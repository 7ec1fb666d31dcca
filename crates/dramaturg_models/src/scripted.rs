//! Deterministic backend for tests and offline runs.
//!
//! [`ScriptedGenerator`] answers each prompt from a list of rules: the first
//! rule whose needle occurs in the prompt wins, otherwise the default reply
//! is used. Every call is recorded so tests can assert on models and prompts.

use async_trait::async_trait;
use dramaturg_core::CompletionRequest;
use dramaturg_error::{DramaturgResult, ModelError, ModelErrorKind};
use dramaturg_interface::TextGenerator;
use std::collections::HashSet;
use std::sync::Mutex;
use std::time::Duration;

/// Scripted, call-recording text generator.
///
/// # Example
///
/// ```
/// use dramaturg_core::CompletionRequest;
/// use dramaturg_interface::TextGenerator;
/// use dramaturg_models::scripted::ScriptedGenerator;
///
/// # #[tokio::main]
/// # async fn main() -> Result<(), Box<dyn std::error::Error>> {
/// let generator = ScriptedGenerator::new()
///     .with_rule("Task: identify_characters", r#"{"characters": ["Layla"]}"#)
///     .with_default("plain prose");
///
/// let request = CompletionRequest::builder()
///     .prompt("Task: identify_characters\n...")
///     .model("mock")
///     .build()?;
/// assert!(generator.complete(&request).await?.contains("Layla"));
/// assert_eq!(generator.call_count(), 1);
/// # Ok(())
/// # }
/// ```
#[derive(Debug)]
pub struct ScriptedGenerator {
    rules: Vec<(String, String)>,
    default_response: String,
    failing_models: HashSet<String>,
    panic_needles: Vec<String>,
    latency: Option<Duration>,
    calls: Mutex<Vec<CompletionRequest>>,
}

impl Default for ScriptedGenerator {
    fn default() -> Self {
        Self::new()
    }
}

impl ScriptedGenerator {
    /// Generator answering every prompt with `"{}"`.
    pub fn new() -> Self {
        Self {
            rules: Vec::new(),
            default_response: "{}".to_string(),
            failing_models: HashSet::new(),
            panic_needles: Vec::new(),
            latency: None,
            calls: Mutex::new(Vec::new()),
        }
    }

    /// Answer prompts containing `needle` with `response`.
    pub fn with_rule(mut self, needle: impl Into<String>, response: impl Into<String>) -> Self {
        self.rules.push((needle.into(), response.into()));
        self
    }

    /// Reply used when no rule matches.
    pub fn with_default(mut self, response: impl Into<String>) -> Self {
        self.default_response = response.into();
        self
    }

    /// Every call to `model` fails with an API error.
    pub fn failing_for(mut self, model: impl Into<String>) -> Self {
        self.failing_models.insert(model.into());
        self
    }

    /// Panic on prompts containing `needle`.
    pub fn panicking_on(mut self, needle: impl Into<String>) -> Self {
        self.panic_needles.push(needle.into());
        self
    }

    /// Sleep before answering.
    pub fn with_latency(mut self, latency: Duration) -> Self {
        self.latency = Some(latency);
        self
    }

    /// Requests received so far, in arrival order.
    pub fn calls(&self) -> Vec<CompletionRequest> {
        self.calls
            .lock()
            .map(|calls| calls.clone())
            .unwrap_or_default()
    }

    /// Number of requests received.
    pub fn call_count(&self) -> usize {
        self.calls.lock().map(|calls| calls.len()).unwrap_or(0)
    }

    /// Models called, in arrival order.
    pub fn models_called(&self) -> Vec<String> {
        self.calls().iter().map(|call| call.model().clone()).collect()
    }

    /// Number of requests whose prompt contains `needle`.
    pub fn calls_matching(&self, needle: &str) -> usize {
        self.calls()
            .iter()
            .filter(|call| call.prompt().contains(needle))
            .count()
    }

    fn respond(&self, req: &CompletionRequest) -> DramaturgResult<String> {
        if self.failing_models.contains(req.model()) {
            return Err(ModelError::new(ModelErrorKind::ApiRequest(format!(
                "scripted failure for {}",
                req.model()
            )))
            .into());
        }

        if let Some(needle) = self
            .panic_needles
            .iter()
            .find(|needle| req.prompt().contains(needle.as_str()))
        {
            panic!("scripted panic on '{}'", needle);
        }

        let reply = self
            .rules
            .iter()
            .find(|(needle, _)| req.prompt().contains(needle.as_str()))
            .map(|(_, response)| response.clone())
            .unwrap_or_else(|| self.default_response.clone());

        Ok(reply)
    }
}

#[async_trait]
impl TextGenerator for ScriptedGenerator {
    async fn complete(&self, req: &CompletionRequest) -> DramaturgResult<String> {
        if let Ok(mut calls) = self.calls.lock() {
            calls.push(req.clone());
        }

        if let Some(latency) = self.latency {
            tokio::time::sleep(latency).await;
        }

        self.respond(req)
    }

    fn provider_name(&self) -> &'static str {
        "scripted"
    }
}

------------------------

• What you will do:
Check each line of the data above for the string "Duration", and copy the ones that have it.

• Output for this task:
use std::time::Duration;
    latency: Option<Duration>,
    pub fn with_latency(mut self, latency: Duration) -> Self {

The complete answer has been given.